# My almost 4 mo. old needs to be let out every 2 hours



## marjo1213 (Nov 2, 2010)

Good morning everyone,

House training for my new puppy is going pretty well except for at night. She's almost 4 months old and at night she needs to be let out every 2 hours, sometimes even every hour. I kept reading the rule that puppies can hold their pee for however old they are plus 1 so I was expecting her to be needing to go out 2-3 times at night. She doesn't pee in her kennel but, I was thinking maybe her kennel makes her more anxious causing her to have to use the bathroom more often.

I guess I just want to make sure her house training is coming along the right way. I was hoping for more of an increase in the length of time between bathroom breaks because it is getting a bit tiring. Do you think she'll eventually be able to hold it for at least 4 hours or maybe even sleep through the night?

Thanks in advance!


----------



## The A Team (Dec 1, 2005)

Would it be easier to put up an xpen in your bedroom? Large enough for a bed or crate and a pee pee pad?


----------



## Cosy (Feb 9, 2006)

She's still a baby. You can add a pad to a pen for her as Pat suggested or perhaps remove her water an hour before you go to bed and take her out right before. If you feel the crate is causing anxiety I would definitely go to a pen or perhaps pen her in a small bathroom with a pee pad and her bed.


----------



## MyLuna (Mar 6, 2011)

I am guessing all our babies are totally different and it probably makes it hard on us to know what is 'normal'....My Luna Bella arrived a little over 12 weeks and she seemed to already be able to hold her potty for a longer time than I expected. Now, at 5 months, she goes to bed (crate) at about 9:30 p.m. and we get up at 5:30 a.m. and she is always dry. I put her in her potty section of the pen (with pish pad) and after some jumping up and down to be picked up...she goes pee two separate times within 5 minutes...and then does a poop most of the time within minutes. Then she has her breakfast (she is on Primal Raw) and maybe takes a tiny bit of water with a few string beans and about a tsp of plain yogurt. She might do another poop right after breakfast. Two hours later she goes in her crate until about noon or 1:00 and she never, ever goes in the crate. She goes immediately after coming out of crate....so that is Luna Bella. Who apparently hold her potty and poop very well for an extended period of time. Now, if I could get her to stop destroying every toy given to her...that would be something!!!


----------



## jmm (Nov 23, 2004)

That is not a normal need to urinate. How long can she hold it during the day? I suspect this is a learned behavior if it only occurs at night (she has learned you let her out every time she complains so she does it frequently).


----------



## marjo1213 (Nov 2, 2010)

jmm said:


> That is not a normal need to urinate. How long can she hold it during the day? I suspect this is a learned behavior if it only occurs at night (she has learned you let her out every time she complains so she does it frequently).

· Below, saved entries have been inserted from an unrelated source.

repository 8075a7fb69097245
//! Storage abstraction trait
//!
//! This module defines the Storage trait that all storage backends must implement.

use crate::StorageBackend;
use async_trait::async_trait;
use bytes::Bytes;
use chrono::{DateTime, Utc};
use futures::Stream;
use std::pin::Pin;
use thiserror::Error;

/// Storage operation errors
#[derive(Debug, Error)]
pub enum StorageError {
    #[error("Storage backend is not configured")]
    Unavailable,

    #[error("Container already exists: {0}")]
    ContainerAlreadyExists(String),

    #[error("Container not found: {0}")]
    ContainerNotFound(String),

    #[error("Write failed: {0}")]
    WriteFailed(String),

    #[error("List failed: {0}")]
    ListFailed(String),

    #[error("Failed to read upload body: {0}")]
    BodyStream(String),

    #[error("Upload body exceeds the limit of {limit_bytes} bytes")]
    PayloadTooLarge { limit_bytes: usize },

    #[error("Invalid storage key: {0}")]
    InvalidKey(String),

    #[error("Credential error: {0}")]
    Credential(String),

    #[error("Storage backend error: {0}")]
    BackendError(String),

    #[error("IO error: {0}")]
    IoError(#[from] std::io::Error),

    #[error("Configuration error: {0}")]
    ConfigError(String),
}

/// Result type for storage operations
pub type StorageResult<T> = Result<T, StorageError>;

/// Chunked request body handed to [`Storage::put_object`].
pub type ByteStream<'a> = Pin<Box<dyn Stream<Item = StorageResult<Bytes>> + Send + 'a>>;

/// Outcome of a successful write
#[derive(Debug, Clone, PartialEq, Eq)]
pub struct PutObjectOutput {
    /// Publicly resolvable URL of the stored object
    pub url: String,
    /// Number of bytes written
    pub size: u64,
}

/// An object as enumerated from a container
#[derive(Debug, Clone, PartialEq)]
pub struct StoredObject {
    pub key: String,
    pub size: u64,
    pub content_type: String,
    pub last_modified: Option<DateTime<Utc>>,
    pub url: String,
}

/// Storage abstraction trait
///
/// Every backend (Azure Blob Storage, local filesystem, in-memory) implements this trait
/// so request handlers never depend on a concrete store. Handlers go through
/// [`StorageGateway`](crate::StorageGateway), which adds the idempotent container
/// semantics on top.
#[async_trait]
pub trait Storage: Send + Sync {
    /// Create a container.
    ///
    /// Must fail with [`StorageError::ContainerAlreadyExists`] when the container is
    /// already there, so callers can tell that case apart without inspecting messages.
    async fn create_container(&self, container: &str) -> StorageResult<()>;

    /// Check whether a container exists
    async fn container_exists(&self, container: &str) -> StorageResult<bool>;

    /// Write `data` under `key`, overwriting any existing object, and tag it with
    /// `content_type`. Returns the public URL and the byte count written.
    async fn put_object(
        &self,
        container: &str,
        key: &str,
        data: ByteStream<'_>,
        content_type: &str,
    ) -> StorageResult<PutObjectOutput>;

    /// List every object in a container, in backend order.
    ///
    /// Fails with [`StorageError::ContainerNotFound`] when the container is missing.
    async fn list_objects(&self, container: &str) -> StorageResult<Vec<StoredObject>>;

    /// Get the storage backend type
    fn backend_type(&self) -> StorageBackend;
}
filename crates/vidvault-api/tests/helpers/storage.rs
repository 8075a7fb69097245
use std::path::PathBuf;
use tempfile::TempDir;
use vidvault_storage::LocalStorage;

/// Temporary directory for filesystem-backed tests.
pub struct TestStorage {
    pub temp_dir: TempDir,
    pub base_path: PathBuf,
    pub base_url: String,
}

impl TestStorage {
    pub fn new() -> Self {
        let temp_dir = tempfile::tempdir().expect("Failed to create temp directory");
        let base_path = temp_dir.path().to_path_buf();
        let base_url = "http://localhost:5000/media".to_string();
        Self {
            temp_dir,
            base_path,
            base_url,
        }
    }

    pub async fn local_storage(&self) -> LocalStorage {
        LocalStorage::new(self.base_path.clone(), self.base_url.clone())
            .await
            .expect("Failed to create local storage")
    }
}

impl Default for TestStorage {
    fn default() -> Self {
        Self::new()
    }
}
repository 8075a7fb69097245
//! JSON body for oversized requests.
//!
//! `RequestBodyLimitLayer` rejects requests whose `Content-Length` exceeds the limit with
//! a plain-text 413 before any handler runs. This middleware sits outside it and rewrites
//! such responses into the regular error body.

use crate::error::HttpAppError;
use axum::{
    extract::{Request, State},
    http::{header, StatusCode},
    middleware::Next,
    response::{IntoResponse, Response},
};
use vidvault_core::AppError;

/// Upload limit shown to clients, in megabytes.
#[derive(Debug, Clone, Copy)]
pub struct PayloadLimit {
    pub max_mb: usize,
}

fn is_json(response: &Response) -> bool {
    response
        .headers()
        .get(header::CONTENT_TYPE)
        .and_then(|v| v.to_str().ok())
        .map(|v| v.starts_with("application/json"))
        .unwrap_or(false)
}

pub async fn payload_too_large_middleware(
    State(limit): State<PayloadLimit>,
    request: Request,
    next: Next,
) -> Response {
    let response = next.run(request).await;

    if response.status() != StatusCode::PAYLOAD_TOO_LARGE || is_json(&response) {
        return response;
    }

    HttpAppError(AppError::PayloadTooLarge {
        max_mb: limit.max_mb,
    })
    .into_response()
}
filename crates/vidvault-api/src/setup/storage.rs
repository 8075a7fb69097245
//! Storage setup and initialization

use vidvault_core::Config;
use vidvault_storage::{create_storage, StorageGateway};

/// Build the storage gateway.
///
/// A backend that fails to initialize does not stop the process: the error is logged
/// and the gateway stays unconfigured, so uploads and listing answer with a
/// "not configured" error while health keeps reporting.
pub async fn setup_storage(config: &Config) -> StorageGateway {
    tracing::info!(backend = %config.storage_backend(), "Initializing storage...");

    match create_storage(config).await {
        Ok(gateway) => {
            if gateway.is_configured() {
                tracing::info!(
                    backend = ?gateway.backend_type(),
                    auth_method = %gateway.auth_method(),
                    container = %config.container_name(),
                    "Storage initialized successfully"
                );
            }
            gateway
        }
        Err(e) => {
            tracing::error!(error = %e, "Failed to initialize storage backend");
            StorageGateway::unconfigured()
        }
    }
}
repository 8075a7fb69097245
use std::fmt::{Display, Formatter, Result as FmtResult};
use std::str::FromStr;

/// Storage backend types
///
/// Defined in core because configuration selects the backend before the
/// storage crate is involved.
#[derive(Debug, Clone, Copy, PartialEq, Eq, serde::Serialize, serde::Deserialize)]
#[serde(rename_all = "lowercase")]
pub enum StorageBackend {
    Azure,
    Local,
    Memory,
}

impl FromStr for StorageBackend {
    type Err = anyhow::Error;

    fn from_str(s: &str) -> Result<Self, Self::Err> {
        match s.trim().to_lowercase().as_str() {
            "azure" | "azure-blob" => Ok(StorageBackend::Azure),
            "local" => Ok(StorageBackend::Local),
            "memory" => Ok(StorageBackend::Memory),
            _ => Err(anyhow::anyhow!("Invalid storage backend: {}", s)),
        }
    }
}

impl Display for StorageBackend {
    fn fmt(&self, f: &mut Formatter<'_>) -> FmtResult {
        match self {
            StorageBackend::Azure => write!(f, "azure"),
            StorageBackend::Local => write!(f, "local"),
            StorageBackend::Memory => write!(f, "memory"),
        }
    }
}

/// How the service authenticates against the storage backend.
///
/// Reported verbatim by the health endpoint.
#[derive(Debug, Clone, Copy, PartialEq, Eq, serde::Serialize, serde::Deserialize)]
#[serde(rename_all = "kebab-case")]
pub enum AuthMethod {
    /// Platform identity (App Service / instance metadata endpoint)
    ManagedIdentity,
    /// Pre-issued bearer token supplied through configuration
    StaticToken,
    /// No credentials (public containers, emulators)
    Anonymous,
    /// Backend needs no credentials at all (local filesystem, in-memory)
    NotRequired,
    /// No storage backend is configured
    NotConfigured,
}

impl AuthMethod {
    pub fn as_str(&self) -> &'static str {
        match self {
            AuthMethod::ManagedIdentity => "managed-identity",
            AuthMethod::StaticToken => "static-token",
            AuthMethod::Anonymous => "anonymous",
            AuthMethod::NotRequired => "not-required",
            AuthMethod::NotConfigured => "not-configured",
        }
    }
}

impl FromStr for AuthMethod {
    type Err = anyhow::Error;

    fn from_str(s: &str) -> Result<Self, Self::Err> {
        match s.trim().to_lowercase().as_str() {
            "managed-identity" | "managed_identity" | "msi" => Ok(AuthMethod::ManagedIdentity),
            "static-token" | "static_token" | "token" => Ok(AuthMethod::StaticToken),
            "anonymous" | "none" => Ok(AuthMethod::Anonymous),
            _ => Err(anyhow::anyhow!("Invalid Azure storage auth method: {}", s)),
        }
    }
}

impl Display for AuthMethod {
    fn fmt(&self, f: &mut Formatter<'_>) -> FmtResult {
        f.write_str(self.as_str())
    }
}

#[cfg(test)]
mod tests {
    use super::*;

    #[test]
    fn parses_storage_backend_case_insensitively() {
        assert_eq!("Azure".parse::<StorageBackend>().unwrap(), StorageBackend::Azure);
        assert_eq!(" local ".parse::<StorageBackend>().unwrap(), StorageBackend::Local);
        assert!("s3".parse::<StorageBackend>().is_err());
    }

    #[test]
    fn auth_method_round_trips_through_display() {
        for method in [
            AuthMethod::ManagedIdentity,
            AuthMethod::StaticToken,
            AuthMethod::Anonymous,
        ] {
            assert_eq!(method.to_string().parse::<AuthMethod>().unwrap(), method);
        }
        assert_eq!(AuthMethod::NotConfigured.to_string(), "not-configured");
    }
}
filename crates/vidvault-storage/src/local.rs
use crate::keys::{object_url, validate_key};
use crate::traits::{ByteStream, PutObjectOutput, Storage, StorageError, StorageResult, StoredObject};
use crate::StorageBackend;
use async_trait::async_trait;
use chrono::{DateTime, Utc};
use futures::StreamExt;
use std::path::{Path, PathBuf};
use tokio::fs;
use tokio::io::AsyncWriteExt;
use vidvault_core::validation::content_type_for;

/// Local filesystem storage implementation
///
/// Each container is a directory under `base_path`; objects are flat files inside it.
#[derive(Clone)]
pub struct LocalStorage {
    base_path: PathBuf,
    base_url: String,
}

impl LocalStorage {
    /// Create a new LocalStorage instance
    ///
    /// # Arguments
    /// * `base_path` - Root directory for containers (e.g., "/var/lib/vidvault")
    /// * `base_url` - Base URL the directory is served from (e.g., "http://localhost:5000/media")
    pub async fn new(base_path: impl Into<PathBuf>, base_url: String) -> StorageResult<Self> {
        let base_path = base_path.into();

        fs::create_dir_all(&base_path).await.map_err(|e| {
            StorageError::ConfigError(format!(
                "Failed to create storage directory {}: {}",
                base_path.display(),
                e
            ))
        })?;

        Ok(LocalStorage {
            base_path,
            base_url,
        })
    }

    fn container_path(&self, container: &str) -> StorageResult<PathBuf> {
        if container.contains('/') {
            return Err(StorageError::InvalidKey(format!(
                "Container name contains a path separator: {}",
                container
            )));
        }
        validate_key(container)?;
        Ok(self.base_path.join(container))
    }

    /// Generated keys are flat, so any separator is rejected outright.
    fn object_path(&self, container: &str, key: &str) -> StorageResult<PathBuf> {
        validate_key(key)?;
        if key.contains('/') {
            return Err(StorageError::InvalidKey(format!(
                "Storage key contains a path separator: {}",
                key
            )));
        }
        Ok(self.container_path(container)?.join(key))
    }

    async fn remove_partial(path: &Path) {
        if let Err(e) = fs::remove_file(path).await {
            tracing::warn!(error = %e, path = %path.display(), "Failed to remove partial upload");
        }
    }
}

#[async_trait]
impl Storage for LocalStorage {
    async fn create_container(&self, container: &str) -> StorageResult<()> {
        let path = self.container_path(container)?;
        match fs::create_dir(&path).await {
            Ok(()) => Ok(()),
            Err(e) if e.kind() == std::io::ErrorKind::AlreadyExists => {
                Err(StorageError::ContainerAlreadyExists(container.to_string()))
            }
            Err(e) => Err(StorageError::BackendError(format!(
                "Failed to create container directory {}: {}",
                path.display(),
                e
            ))),
        }
    }

    async fn container_exists(&self, container: &str) -> StorageResult<bool> {
        let path = self.container_path(container)?;
        Ok(fs::metadata(&path)
            .await
            .map(|meta| meta.is_dir())
            .unwrap_or(false))
    }

    async fn put_object(
        &self,
        container: &str,
        key: &str,
        mut data: ByteStream<'_>,
        _content_type: &str,
    ) -> StorageResult<PutObjectOutput> {
        let path = self.object_path(container, key)?;
        let start = std::time::Instant::now();

        let mut file = fs::File::create(&path).await.map_err(|e| {
            StorageError::WriteFailed(format!("Failed to create file {}: {}", path.display(), e))
        })?;

        let mut size: u64 = 0;
        while let Some(chunk) = data.next().await {
            let chunk = match chunk {
                Ok(chunk) => chunk,
                Err(e) => {
                    drop(file);
                    Self::remove_partial(&path).await;
                    return Err(e);
                }
            };
            if let Err(e) = file.write_all(&chunk).await {
                drop(file);
                Self::remove_partial(&path).await;
                return Err(StorageError::WriteFailed(format!(
                    "Failed to write file {}: {}",
                    path.display(),
                    e
                )));
            }
            size += chunk.len() as u64;
        }

        file.sync_all().await.map_err(|e| {
            StorageError::WriteFailed(format!("Failed to sync file {}: {}", path.display(), e))
        })?;

        tracing::info!(
            path = %path.display(),
            key = %key,
            size_bytes = size,
            duration_ms = start.elapsed().as_secs_f64() * 1000.0,
            "Local storage upload successful"
        );

        Ok(PutObjectOutput {
            url: object_url(&self.base_url, container, key),
            size,
        })
    }

    async fn list_objects(&self, container: &str) -> StorageResult<Vec<StoredObject>> {
        let path = self.container_path(container)?;

        let mut entries = match fs::read_dir(&path).await {
            Ok(entries) => entries,
            Err(e) if e.kind() == std::io::ErrorKind::NotFound => {
                return Err(StorageError::ContainerNotFound(container.to_string()));
            }
            Err(e) => {
                return Err(StorageError::ListFailed(format!(
                    "Failed to read container directory {}: {}",
                    path.display(),
                    e
                )))
            }
        };

        let mut objects = Vec::new();
        while let Some(entry) = entries
            .next_entry()
            .await
            .map_err(|e| StorageError::ListFailed(e.to_string()))?
        {
            let meta = entry
                .metadata()
                .await
                .map_err(|e| StorageError::ListFailed(e.to_string()))?;
            if !meta.is_file() {
                continue;
            }
            let Some(key) = entry.file_name().to_str().map(String::from) else {
                continue;
            };
            objects.push(StoredObject {
                content_type: content_type_for(&key).to_string(),
                size: meta.len(),
                last_modified: meta.modified().ok().map(DateTime::<Utc>::from),
                url: object_url(&self.base_url, container, &key),
                key,
            });
        }

        objects.sort_by(|a, b| a.key.cmp(&b.key));
        Ok(objects)
    }

    fn backend_type(&self) -> StorageBackend {
        StorageBackend::Local
    }
}
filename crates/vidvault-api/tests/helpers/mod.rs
//! Test helpers: build AppState and router for integration tests.
//!
//! Run from workspace root: `cargo test -p vidvault-api`. The default app is backed by
//! in-memory storage so no Azure account or emulator is needed.

#![allow(dead_code)]

pub mod fixtures;
pub mod storage;

use axum_test::TestServer;
use std::sync::Arc;
use tempfile::TempDir;
use vidvault_api::setup::routes;
use vidvault_api::state::AppState;
use vidvault_core::Config;
use vidvault_storage::{AuthMethod, MemoryStorage, StorageGateway};

/// Test application: server plus handles on the storage behind it.
pub struct TestApp {
    pub server: TestServer,
    pub memory: Option<Arc<MemoryStorage>>,
    pub container: String,
    pub _temp_dir: Option<TempDir>,
}

impl TestApp {
    pub fn client(&self) -> &TestServer {
        &self.server
    }

    /// In-memory backend; panics for apps built without one.
    pub fn memory(&self) -> &MemoryStorage {
        self.memory
            .as_deref()
            .expect("test app is not backed by memory storage")
    }
}

/// Development config with a known container and the given upload limit.
pub fn test_config(max_upload_size_bytes: usize) -> Config {
    let mut config = Config::default();
    config.0.base.max_upload_size_bytes = max_upload_size_bytes;
    config.0.storage.container_name = "videos".to_string();
    config
}

fn build_server(config: Config, gateway: StorageGateway) -> TestServer {
    let state = Arc::new(AppState::new(config, gateway));
    let app = routes::setup_routes(state).expect("Failed to build routes");
    TestServer::new(app.into_make_service()).expect("Failed to create test server")
}

/// App backed by in-memory storage with a 100MB upload limit.
pub fn setup_test_app() -> TestApp {
    setup_test_app_with_limit(100 * 1024 * 1024)
}

pub fn setup_test_app_with_limit(max_upload_size_bytes: usize) -> TestApp {
    setup_test_app_with_config(test_config(max_upload_size_bytes))
}

/// Memory-backed app running with the production environment name.
pub fn setup_production_app() -> TestApp {
    let mut config = test_config(100 * 1024 * 1024);
    config.0.base.environment = "production".to_string();
    setup_test_app_with_config(config)
}

pub fn setup_test_app_with_config(config: Config) -> TestApp {
    let container = config.container_name().to_string();
    let memory = Arc::new(MemoryStorage::new());
    let gateway = StorageGateway::new(memory.clone(), AuthMethod::NotRequired);

    TestApp {
        server: build_server(config, gateway),
        memory: Some(memory),
        container,
        _temp_dir: None,
    }
}

/// App whose storage account is not configured.
pub fn setup_unconfigured_app() -> TestApp {
    let config = test_config(100 * 1024 * 1024);
    let container = config.container_name().to_string();

    TestApp {
        server: build_server(config, StorageGateway::unconfigured()),
        memory: None,
        container,
        _temp_dir: None,
    }
}

/// App backed by the local filesystem under a temporary directory.
pub async fn setup_local_app() -> TestApp {
    let test_storage = storage::TestStorage::new();
    let config = test_config(100 * 1024 * 1024);
    let container = config.container_name().to_string();
    let local = test_storage.local_storage().await;
    let gateway = StorageGateway::new(Arc::new(local), AuthMethod::NotRequired);

    TestApp {
        server: build_server(config, gateway),
        memory: None,
        container,
        _temp_dir: Some(test_storage.temp_dir),
    }
}
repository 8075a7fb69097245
mod init;

pub use init::init_telemetry;
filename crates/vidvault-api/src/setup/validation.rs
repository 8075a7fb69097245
//! Configuration validation
//!
//! Validates configuration at startup to catch misconfigurations early.

use anyhow::Result;
use vidvault_core::{AuthMethod, Config, StorageBackend};

const MAX_SINGLE_PUT_BYTES: u64 = 5000 * 1024 * 1024;

/// Validate configuration values
///
/// Hard errors come from [`Config::validate`]; risky but workable settings only warn so
/// the service still starts.
pub fn validate_config(config: &Config) -> Result<()> {
    config.validate()?;

    if config.is_production() {
        if config.cors_origins().iter().any(|o| o == "*") {
            tracing::warn!(
                "CORS allows all origins in production; set CORS_ORIGINS to restrict it"
            );
        }

        if config.storage_backend() != StorageBackend::Azure {
            tracing::warn!(
                backend = %config.storage_backend(),
                "Non-Azure storage backend in production; stored videos are not durable across hosts"
            );
        }

        if config.storage_backend() == StorageBackend::Azure
            && config.azure_auth_method() == AuthMethod::StaticToken
        {
            tracing::warn!("Static bearer token in production; tokens expire and are not refreshed");
        }
    }

    if config.max_upload_size_bytes() as u64 > MAX_SINGLE_PUT_BYTES {
        tracing::warn!(
            max_upload_size_mb = config.max_upload_size_bytes() / 1024 / 1024,
            "Upload limit above 5000MB; Azure single-request uploads are capped there"
        );
    }

    Ok(())
}

#[cfg(test)]
mod tests {
    use super::*;

    #[test]
    fn default_config_passes() {
        assert!(validate_config(&Config::default()).is_ok());
    }

    #[test]
    fn hard_errors_propagate() {
        let mut config = Config::default();
        config.0.storage.container_name = "Bad_Name".to_string();
        assert!(validate_config(&config).is_err());
    }

    #[test]
    fn production_wildcard_cors_only_warns() {
        let mut config = Config::default();
        config.0.base.environment = "production".to_string();
        assert!(validate_config(&config).is_ok());
    }
}
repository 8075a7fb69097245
//! Multipart batch upload.
//!
//! Files are read one field at a time. Each `files[]` field is validated, streamed into
//! storage and turned into a [`FileOutcome`]; a failure on one file never aborts the
//! others. Only request-level problems (storage not configured, nothing selected,
//! oversized body) return an error.

use crate::error::HttpAppError;
use crate::state::AppState;
use axum::extract::multipart::{Field, Multipart, MultipartError};
use axum::http::StatusCode;
use chrono::Utc;
use futures::StreamExt;
use vidvault_core::models::{FileOutcome, UploadFailure, UploadedVideo};
use vidvault_core::validation::{content_type_for, is_allowed, sanitize};
use vidvault_core::AppError;
use vidvault_storage::keys::generate_key;
use vidvault_storage::{ByteStream, StorageError};

/// Multipart field carrying the files.
pub const FILES_FIELD: &str = "files[]";

const STORE_FAILED_MESSAGE: &str = "Failed to store file";

/// Whether the request body can still be read after a file.
#[derive(Debug, Clone, Copy, PartialEq, Eq)]
enum BodyState {
    Intact,
    Broken,
}

pub struct UploadService<'a> {
    state: &'a AppState,
}

impl<'a> UploadService<'a> {
    pub fn new(state: &'a AppState) -> Self {
        Self { state }
    }

    /// Process every `files[]` field of the request in order.
    pub async fn upload_batch(
        &self,
        mut multipart: Multipart,
    ) -> Result<Vec<FileOutcome>, HttpAppError> {
        if !self.state.storage.is_configured() {
            return Err(AppError::StorageNotConfigured.into());
        }

        let mut seen_files_field = false;
        let mut outcomes = Vec::new();

        while let Some(field) = multipart
            .next_field()
            .await
            .map_err(|e| self.multipart_error(e))?
        {
            if field.name() != Some(FILES_FIELD) {
                continue;
            }

            let filename = field.file_name().unwrap_or_default().to_string();

            if !seen_files_field {
                seen_files_field = true;
                if filename.is_empty() {
                    return Err(AppError::NoFilesSelected.into());
                }
            }

            if filename.is_empty() {
                continue;
            }

            let (outcome, body) = self.upload_file(field, &filename).await?;
            outcomes.push(outcome);
            if body == BodyState::Broken {
                tracing::warn!("Request body became unreadable; skipping remaining files");
                break;
            }
        }

        if !seen_files_field {
            return Err(AppError::NoFilesProvided.into());
        }

        Ok(outcomes)
    }

    async fn upload_file(
        &self,
        field: Field<'_>,
        filename: &str,
    ) -> Result<(FileOutcome, BodyState), HttpAppError> {
        if !is_allowed(filename) {
            tracing::debug!(filename = %filename, "Rejected file with disallowed extension");
            return Ok((
                FileOutcome::Rejected(UploadFailure::invalid_type(filename)),
                BodyState::Intact,
            ));
        }

        // Key and content type come from the validated name; sanitizing may rewrite it.
        let safe_filename = sanitize(filename);
        let blob_name = generate_key(filename);
        let content_type = content_type_for(filename);
        let container = self.state.container_name();

        if let Err(e) = self.state.storage.ensure_container(container).await {
            return Ok((self.failed(filename, &e), BodyState::Intact));
        }

        let limit_bytes = self.state.config.max_upload_size_bytes();
        let data: ByteStream<'_> = Box::pin(
            field.map(move |chunk| chunk.map_err(|e| stream_error(e, limit_bytes))),
        );

        let start = std::time::Instant::now();
        match self
            .state
            .storage
            .put_object(container, &blob_name, data, content_type)
            .await
        {
            Ok(output) => {
                tracing::info!(
                    filename = %safe_filename,
                    blob_name = %blob_name,
                    size_bytes = output.size,
                    duration_ms = start.elapsed().as_secs_f64() * 1000.0,
                    "Video uploaded"
                );
                Ok((
                    FileOutcome::Uploaded(UploadedVideo {
                        filename: safe_filename,
                        blob_name,
                        size: output.size,
                        url: output.url,
                        content_type: content_type.to_string(),
                        uploaded_at: Utc::now(),
                    }),
                    BodyState::Intact,
                ))
            }
            Err(e @ StorageError::PayloadTooLarge { .. }) => Err(e.into()),
            Err(e @ StorageError::BodyStream(_)) => Ok((self.failed(filename, &e), BodyState::Broken)),
            Err(e) => Ok((self.failed(filename, &e), BodyState::Intact)),
        }
    }

    fn failed(&self, filename: &str, error: &StorageError) -> FileOutcome {
        tracing::error!(error = %error, filename = %filename, "Error uploading file");
        let message = if self.state.config.is_production() {
            STORE_FAILED_MESSAGE.to_string()
        } else {
            error.to_string()
        };
        FileOutcome::Rejected(UploadFailure::upload_failed(filename, message))
    }

    fn multipart_error(&self, error: MultipartError) -> HttpAppError {
        if error.status() == StatusCode::PAYLOAD_TOO_LARGE {
            AppError::PayloadTooLarge {
                max_mb: self.state.max_upload_size_mb(),
            }
            .into()
        } else {
            AppError::InvalidInput(format!(
                "Failed to read multipart body: {}",
                error.body_text()
            ))
            .into()
        }
    }
}

fn stream_error(error: MultipartError, limit_bytes: usize) -> StorageError {
    if error.status() == StatusCode::PAYLOAD_TOO_LARGE {
        StorageError::PayloadTooLarge { limit_bytes }
    } else {
        StorageError::BodyStream(error.body_text())
    }
}

/// Successes and failures of one batch, in request order.
pub fn partition_outcomes(outcomes: Vec<FileOutcome>) -> (Vec<UploadedVideo>, Vec<UploadFailure>) {
    let mut uploaded = Vec::new();
    let mut failed = Vec::new();
    for outcome in outcomes {
        match outcome {
            FileOutcome::Uploaded(video) => uploaded.push(video),
            FileOutcome::Rejected(failure) => failed.push(failure),
        }
    }
    (uploaded, failed)
}

#[cfg(test)]
mod tests {
    use super::*;

    fn uploaded(name: &str) -> FileOutcome {
        FileOutcome::Uploaded(UploadedVideo {
            filename: name.to_string(),
            blob_name: format!("{}-key", name),
            size: 1,
            url: format!("http://localhost/memory/videos/{}-key", name),
            content_type: "video/mp4".to_string(),
            uploaded_at: Utc::now(),
        })
    }

    #[test]
    fn partition_keeps_request_order() {
        let outcomes = vec![
            uploaded("a.mp4"),
            FileOutcome::Rejected(UploadFailure::invalid_type("b.txt")),
            uploaded("c.mp4"),
            FileOutcome::Rejected(UploadFailure::upload_failed("d.mp4", "boom")),
        ];
        let (ok, failed) = partition_outcomes(outcomes);
        assert_eq!(
            ok.iter().map(|v| v.filename.as_str()).collect::<Vec<_>>(),
            ["a.mp4", "c.mp4"]
        );
        assert_eq!(
            failed.iter().map(|f| f.filename.as_str()).collect::<Vec<_>>(),
            ["b.txt", "d.mp4"]
        );
    }
}
//! Validation modules

pub mod filename;

pub use filename::{
    allowed_extensions_label, content_type_for, extension, is_allowed, sanitize,
    ALLOWED_EXTENSIONS, DEFAULT_CONTENT_TYPE,
};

During the day, she seems to be able to hold it longer which makes me think her night time habits have something to do with the kennel. On the nights when I really need to sleep all the way through, I'll put her in the kitchen with a baby gate so she can't escape and her bed and puppy pads. I just didn't want to go to the kitchen route too much because I thought it might delay her progress with using the bathroom outside so I just tried to suck it up and keep her in the kennel at night and take her out to use the bathroom when she cries. Lately, I just haven't been getting good sleep because of having to take her out and it's starting to make me tired at work.


----------



## jmm (Nov 23, 2004)

How long exactly during the day?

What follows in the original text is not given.